She couldn’t blame him. What was to stop her from behaving any differently the next time some trauma struck? The only aspect of this situation that gave her any hope was the bond that still existed. Because of that she knew that somewhere, buried in amongst all the anger and frustration and distrust, he still harbored an ember of longing for her.
But it was fading. Finally she realized exactly the source of her current apprehension, and it didn’t just concern his feelings for her. In some far deeper way, Trip was giving up.
x x x
The first hint that something bad could ever happen in Sugar Creek came one morning when Trip found it hard to get out of bed, and even harder to get any work done in the fields. Walking back to the house felt like traversing that desert with Jon. After that, his energy level was never the same. The local doctor wasn’t sure what the problem was, but guessed it was a wasting disease of some kind. T’Pol shouldered all the farm work without complaint, and he did what he could around the house, but was forced to take frequent rests.
After awhile he realized that everyone around him assumed he had begun a slow decline towards an inevitable death, and eventually he had to agree that they were probably right.

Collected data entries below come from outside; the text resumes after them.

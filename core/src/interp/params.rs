use std::fmt;

use dashmap::DashMap;

use crate::proc::Node;

#[derive(Debug, Clone, PartialEq, Eq)]
pub enum ParamError {
    /// No parameter with this name on the node.
    Unknown { node: Node, name: String },
    /// The node cannot be reached by this table.
    Unreachable { node: Node },
}

impl fmt::Display for ParamError {
    fn fmt(&self, f: &mut fmt::Formatter<'_>) -> fmt::Result {
        match self {
            ParamError::Unknown { node, name } => write!(f, "unknown parameter '{}' on node {}", name, node),
            ParamError::Unreachable { node } => write!(f, "node {} is unreachable", node),
        }
    }
}

impl std::error::Error for ParamError {}

/// Named integer parameters addressed by node.
pub trait ParamTable: Send + Sync {
    fn get(&self, node: Node, name: &str) -> Result<i64, ParamError>;
    fn set(&self, node: Node, name: &str, value: i64) -> Result<(), ParamError>;
}

/// In-memory parameter table shared by every execution.
///
/// Reads of a parameter that was never written fail with [`ParamError::Unknown`].
#[derive(Debug, Default)]
pub struct MemoryParams {
    values: DashMap<(Node, String), i64>,
}

impl MemoryParams {
    pub fn new() -> Self {
        Self::default()
    }

    /// Builder-style seed, used when loading initial values.
    pub fn with(self, node: Node, name: &str, value: i64) -> Self {
        self.values.insert((node, name.to_string()), value);
        self
    }

    pub fn len(&self) -> usize {
        self.values.len()
    }

    pub fn is_empty(&self) -> bool {
        self.values.is_empty()
    }

    /// Sorted copy of every parameter.
    pub fn snapshot(&self) -> Vec<(Node, String, i64)> {
        let mut all: Vec<(Node, String, i64)> = self
            .values
            .iter()
            .map(|entry| (entry.key().0, entry.key().1.clone(), *entry.value()))
            .collect();
        all.sort();
        all
    }
}

impl ParamTable for MemoryParams {
    fn get(&self, node: Node, name: &str) -> Result<i64, ParamError> {
        self.values
            .get(&(node, name.to_string()))
            .map(|v| *v)
            .ok_or_else(|| ParamError::Unknown {
                node,
                name: name.to_string(),
            })
    }

    fn set(&self, node: Node, name: &str, value: i64) -> Result<(), ParamError> {
        self.values.insert((node, name.to_string()), value);
        Ok(())
    }
}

He supposed there were worse things. At least he felt comfortable and cared for and loved. T’Pol was as gentle and attentive as he could have ever wished. As long as he had to spend so much time lying around, he started to work in earnest on the warp manual she had suggested, partly because it was something to do, and partly because it seemed to please her.

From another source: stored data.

//! Store, runtime and interpreter configuration.
//!
//! Every field has a default, so an empty TOML document is a valid
//! configuration. Environment overrides are applied on top of whatever was
//! loaded.

use std::path::Path;

use anyhow::{Context, Result, anyhow, bail};
use serde::{Deserialize, Serialize};

use crate::slot::{DEFAULT_MAX_SLOT, DEFAULT_RESERVED_SLOTS, Slot};
use crate::store::BackendKind;

pub const ENV_STORE_BACKEND: &str = "PROCRT_STORE_BACKEND";
pub const ENV_MAX_CONCURRENT: &str = "PROCRT_MAX_CONCURRENT";
pub const ENV_SINGLE_THREAD: &str = "PROCRT_SINGLE_THREAD";

#[derive(Debug, Clone, PartialEq, Eq, Serialize, Deserialize)]
#[serde(default, deny_unknown_fields)]
pub struct StoreConfig {
    pub backend: BackendKind,
    pub reserved_slots: u16,
    pub max_slot: Slot,
}

impl Default for StoreConfig {
    fn default() -> Self {
        Self {
            backend: BackendKind::default(),
            reserved_slots: DEFAULT_RESERVED_SLOTS,
            max_slot: DEFAULT_MAX_SLOT,
        }
    }
}

#[derive(Debug, Clone, PartialEq, Eq, Serialize, Deserialize)]
#[serde(default, deny_unknown_fields)]
pub struct RuntimeConfig {
    /// Admission bound on simultaneously running executions.
    pub max_concurrent: usize,
    /// Attempts `stop_all` makes before giving up.
    pub stop_all_retry_limit: usize,
    /// Finished executions kept for inspection.
    pub history_len: usize,
    /// Use a current-thread scheduler instead of the multi-thread one.
    pub single_thread: bool,
}

impl Default for RuntimeConfig {
    fn default() -> Self {
        Self {
            max_concurrent: 16,
            stop_all_retry_limit: 1000,
            history_len: 64,
            single_thread: false,
        }
    }
}

#[derive(Debug, Clone, PartialEq, Eq, Serialize, Deserialize)]
#[serde(default, deny_unknown_fields)]
pub struct InterpConfig {
    pub block_timeout_ms: u64,
    pub block_period_ms: u64,
    pub max_recursion_depth: usize,
    /// Node that `rmt` reads its operand from.
    pub local_node: u16,
}

impl Default for InterpConfig {
    fn default() -> Self {
        Self {
            block_timeout_ms: 5_000_000,
            block_period_ms: 250,
            max_recursion_depth: 1000,
            local_node: 0,
        }
    }
}

#[derive(Debug, Clone, Default, PartialEq, Eq, Serialize, Deserialize)]
#[serde(default, deny_unknown_fields)]
pub struct ProcConfig {
    pub store: StoreConfig,
    pub runtime: RuntimeConfig,
    pub interp: InterpConfig,
}

impl ProcConfig {
    pub fn from_toml_str(src: &str) -> Result<Self> {
        let config: ProcConfig = toml::from_str(src).context("Failed to parse procrt configuration")?;
        config.validate()?;
        Ok(config)
    }

    pub fn load(path: &Path) -> Result<Self> {
        let src = std::fs::read_to_string(path)
            .map_err(|e| anyhow!("Failed to read config '{}': {}", path.display(), e))?;
        Self::from_toml_str(&src).with_context(|| format!("in config file '{}'", path.display()))
    }

    /// Apply `PROCRT_*` overrides from the process environment.
    pub fn apply_env(&mut self) -> Result<()> {
        self.apply_overrides(|key| std::env::var(key).ok())
    }

    /// Apply overrides from an arbitrary lookup, then re-validate.
    pub fn apply_overrides<F>(&mut self, lookup: F) -> Result<()>
    where
        F: Fn(&str) -> Option<String>,
    {
        if let Some(raw) = lookup(ENV_STORE_BACKEND) {
            self.store.backend = BackendKind::parse(&raw)
                .ok_or_else(|| anyhow!("{} must be 'static' or 'dynamic', got '{}'", ENV_STORE_BACKEND, raw))?;
        }
        if let Some(raw) = lookup(ENV_MAX_CONCURRENT) {
            self.runtime.max_concurrent = raw
                .trim()
                .parse()
                .map_err(|e| anyhow!("{} is not a valid count ('{}'): {}", ENV_MAX_CONCURRENT, raw, e))?;
        }
        if let Some(raw) = lookup(ENV_SINGLE_THREAD) {
            self.runtime.single_thread = env_toggle_enabled(&raw);
        }
        self.validate()
    }

    pub fn validate(&self) -> Result<()> {
        if self.runtime.max_concurrent == 0 {
            bail!("runtime.max_concurrent must be at least 1");
        }
        if self.store.reserved_slots > self.store.max_slot as u16 + 1 {
            bail!(
                "store.reserved_slots ({}) exceeds the slot space 0..={}",
                self.store.reserved_slots,
                self.store.max_slot
            );
        }
        if self.interp.block_period_ms == 0 {
            bail!("interp.block_period_ms must be positive");
        }
        Ok(())
    }
}

/// Reads an on/off environment value. Empty, `0`, `false` and `off` are off.
pub fn env_toggle_enabled(raw: &str) -> bool {
    let trimmed = raw.trim();
    if trimmed.is_empty() {
        return false;
    }
    !(trimmed.eq_ignore_ascii_case("0") || trimmed.eq_ignore_ascii_case("false") || trimmed.eq_ignore_ascii_case("off"))
}
use super::{BackendKind, StoreBackend};
use crate::proc::Procedure;

/// Table of boxed procedures.
///
/// The backing vector only extends to the highest occupied index: it grows on
/// `put` and is truncated past the last occupied entry on `clear`.
#[derive(Debug)]
pub struct DynamicTable {
    slots: Vec<Option<Box<Procedure>>>,
    capacity: usize,
}

impl DynamicTable {
    pub fn new(capacity: usize) -> Self {
        Self {
            slots: Vec::new(),
            capacity,
        }
    }

    /// Length of the backing vector.
    #[cfg(test)]
    pub(crate) fn allocated(&self) -> usize {
        self.slots.len()
    }

    fn shrink_tail(&mut self) {
        while matches!(self.slots.last(), Some(None)) {
            self.slots.pop();
        }
        if self.slots.capacity() > self.slots.len() * 2 {
            self.slots.shrink_to_fit();
        }
    }
}

impl StoreBackend for DynamicTable {
    fn kind(&self) -> BackendKind {
        BackendKind::Dynamic
    }

    fn capacity(&self) -> usize {
        self.capacity
    }

    fn get(&self, index: usize) -> Option<&Procedure> {
        self.slots.get(index).and_then(|entry| entry.as_deref())
    }

    fn put(&mut self, index: usize, proc: Procedure) {
        if index >= self.capacity {
            return;
        }
        if index >= self.slots.len() {
            self.slots.resize_with(index + 1, || None);
        }
        self.slots[index] = Some(Box::new(proc));
    }

    fn clear(&mut self, index: usize) {
        if let Some(entry) = self.slots.get_mut(index) {
            *entry = None;
        }
        self.shrink_tail();
    }

    fn occupied(&self) -> Vec<usize> {
        self.slots
            .iter()
            .enumerate()
            .filter_map(|(idx, entry)| entry.as_ref().map(|_| idx))
            .collect()
    }

    fn clear_all(&mut self) {
        self.slots.clear();
        self.slots.shrink_to_fit();
    }
}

He was working on it that evening after dinner, lying on the old settee on the back porch, enjoying the cooler breezes of the evening, when he heard her ask, “What are you working on?”
He squinted in confusion. T’Pol stood there before him in one of her Enterprise cat suits – the red one, an old favorite of his. She looked so much her severe old self, he felt his stomach give a little lurch of nervousness. And excitement. Damn, but those old cat suits had been sexy. “Where’d you get that?”
She just raised her eyebrow and regarded him, evidently puzzled.
“Don’t tell me you made it yourself?” he said. “And what’d you do to your hair?”
“Commander? I guess it’s safe enough to let the ears show back here in the dark like this. What’s this about?” He pulled himself up with a little groan and patted the cushions next to him, a signal to her to join him. “Are you trying to cheer me up?”
She remained standing. “Do you require cheering up?”
He stared at her for a moment. Something definitely wasn’t right here. “T’Pol. What’s going on?”
“This is a mind meld.”
He stared at her. “Excuse me?”
Her voice softened. “I am in your mind.”
He chuckled and shook his head as if to clear it. “You’re not making any sense, darlin’.”
“I don’t understand it myself,” T’Pol said. “This is not like anything I’ve ever experienced during a mind meld.” She eyed the ratty old settee dubiously, then carefully sat down next to him and turned her attention back to him. He was struck by the subtle coppery aroma of her.
It seemed like something he had forgotten. But how was that possible when he slept with this woman every night? He studied her carefully, looking for more discrepancies. This T’Pol seemed skinnier, almost anorexic, and there were dark smudges under her eyes. He wanted to run his hands down her skin, to compare the feel of this woman to his wife, but some instinct stopped him.
Which was enough to tell him that something was very, very wrong.
“Perhaps if you could tell me what you are working on,” she said.
“You’re the one who asked me to do it,” he said defensively.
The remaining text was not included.